TASK DIRECTIONS
What you give back should match the listing word for word.

══════

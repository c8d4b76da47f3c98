//! Shared logging utilities for filescope binaries.

use anyhow::{Context, Result};
use std::fs::{self, File, OpenOptions};
use std::io::{self, Write};
use std::path::{Path, PathBuf};
use std::sync::{Arc, Mutex};
use tracing_subscriber::{layer::SubscriberExt, util::SubscriberInitExt, EnvFilter, Layer};

const DEFAULT_LOG_FILTER: &str = "filescope=info,filescope_cli=info";
const VERBOSE_LOG_FILTER: &str = "filescope=debug,filescope_cli=debug";

/// Logging configuration shared by filescope binaries.
pub struct LogConfig<'a> {
    pub app_name: &'a str,
    pub verbose: bool,
    /// Also append every event to this file
    pub log_file: Option<PathBuf>,
}

/// Console filter: `RUST_LOG` wins, then the verbose flag, then the default.
pub fn console_filter(verbose: bool) -> EnvFilter {
    EnvFilter::try_from_default_env().unwrap_or_else(|_| {
        EnvFilter::new(if verbose {
            VERBOSE_LOG_FILTER
        } else {
            DEFAULT_LOG_FILTER
        })
    })
}

/// Initialize tracing with stderr output and an optional log file.
pub fn init_logging(config: LogConfig<'_>) -> Result<()> {
    let file_layer = match &config.log_file {
        Some(path) => {
            let writer = SharedFileWriter::open(path)
                .with_context(|| format!("Failed to open log file for {}", config.app_name))?;
            Some(
                tracing_subscriber::fmt::layer()
                    .with_writer(writer)
                    .with_ansi(false)
                    .with_filter(console_filter(true)),
            )
        }
        None => None,
    };

    tracing_subscriber::registry()
        .with(file_layer)
        .with(
            tracing_subscriber::fmt::layer()
                .with_writer(std::io::stderr)
                .with_filter(console_filter(config.verbose)),
        )
        .try_init()
        .context("Failed to install tracing subscriber")?;

    Ok(())
}

#[derive(Clone)]
struct SharedFileWriter {
    inner: Arc<Mutex<File>>,
}

impl SharedFileWriter {
    fn open(path: &Path) -> io::Result<Self> {
        if let Some(parent) = path.parent().filter(|p| !p.as_os_str().is_empty()) {
            fs::create_dir_all(parent)?;
        }
        let file = OpenOptions::new().create(true).append(true).open(path)?;
        Ok(Self {
            inner: Arc::new(Mutex::new(file)),
        })
    }
}

struct SharedFileWriterGuard {
    inner: Arc<Mutex<File>>,
}

impl<'a> tracing_subscriber::fmt::MakeWriter<'a> for SharedFileWriter {
    type Writer = SharedFileWriterGuard;

    fn make_writer(&'a self) -> Self::Writer {
        SharedFileWriterGuard {
            inner: Arc::clone(&self.inner),
        }
    }
}

impl Write for SharedFileWriterGuard {
    fn write(&mut self, buf: &[u8]) -> io::Result<usize> {
        let mut guard = self
            .inner
            .lock()
            .map_err(|_| io::Error::new(io::ErrorKind::Other, "log writer lock poisoned"))?;
        guard.write(buf)
    }

    fn flush(&mut self) -> io::Result<()> {
        let mut guard = self
            .inner
            .lock()
            .map_err(|_| io::Error::new(io::ErrorKind::Other, "log writer lock poisoned"))?;
        guard.flush()
    }
}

══════

TASK RESULT
repository c8d4b76da47f3c98
//! Shared logging utilities for filescope binaries.

use anyhow::{Context, Result};
use std::fs::{self, File, OpenOptions};
use std::io::{self, Write};
use std::path::{Path, PathBuf};
use std::sync::{Arc, Mutex};
use tracing_subscriber::{layer::SubscriberExt, util::SubscriberInitExt, EnvFilter, Layer};

const DEFAULT_LOG_FILTER: &str = "filescope=info,filescope_cli=info";
const VERBOSE_LOG_FILTER: &str = "filescope=debug,filescope_cli=debug";

/// Logging configuration shared by filescope binaries.
pub struct LogConfig<'a> {
    pub app_name: &'a str,
    pub verbose: bool,
    /// Also append every event to this file
    pub log_file: Option<PathBuf>,
}

/// Console filter: `RUST_LOG` wins, then the verbose flag, then the default.
pub fn console_filter(verbose: bool) -> EnvFilter {
    EnvFilter::try_from_default_env().unwrap_or_else(|_| {
        EnvFilter::new(if verbose {
            VERBOSE_LOG_FILTER
        } else {
            DEFAULT_LOG_FILTER
        })
    })
}

/// Initialize tracing with stderr output and an optional log file.
pub fn init_logging(config: LogConfig<'_>) -> Result<()> {
    let file_layer = match &config.log_file {
        Some(path) => {
            let writer = SharedFileWriter::open(path)
                .with_context(|| format!("Failed to open log file for {}", config.app_name))?;
            Some(
                tracing_subscriber::fmt::layer()
                    .with_writer(writer)
                    .with_ansi(false)
                    .with_filter(console_filter(true)),
            )
        }
        None => None,
    };

    tracing_subscriber::registry()
        .with(file_layer)
        .with(
            tracing_subscriber::fmt::layer()
                .with_writer(std::io::stderr)
                .with_filter(console_filter(config.verbose)),
        )
        .try_init()
        .context("Failed to install tracing subscriber")?;

    Ok(())
}

#[derive(Clone)]
struct SharedFileWriter {
    inner: Arc<Mutex<File>>,
}

impl SharedFileWriter {
    fn open(path: &Path) -> io::Result<Self> {
        if let Some(parent) = path.parent().filter(|p| !p.as_os_str().is_empty()) {
            fs::create_dir_all(parent)?;
        }
        let file = OpenOptions::new().create(true).append(true).open(path)?;
        Ok(Self {
            inner: Arc::new(Mutex::new(file)),
        })
    }
}

struct SharedFileWriterGuard {
    inner: Arc<Mutex<File>>,
}

impl<'a> tracing_subscriber::fmt::MakeWriter<'a> for SharedFileWriter {
    type Writer = SharedFileWriterGuard;

    fn make_writer(&'a self) -> Self::Writer {
        SharedFileWriterGuard {
            inner: Arc::clone(&self.inner),
        }
    }
}

impl Write for SharedFileWriterGuard {
    fn write(&mut self, buf: &[u8]) -> io::Result<usize> {
        let mut guard = self
            .inner
            .lock()
            .map_err(|_| io::Error::new(io::ErrorKind::Other, "log writer lock poisoned"))?;
        guard.write(buf)
    }

    fn flush(&mut self) -> io::Result<()> {
        let mut guard = self
            .inner
            .lock()
            .map_err(|_| io::Error::new(io::ErrorKind::Other, "log writer lock poisoned"))?;
        guard.flush()
    }
}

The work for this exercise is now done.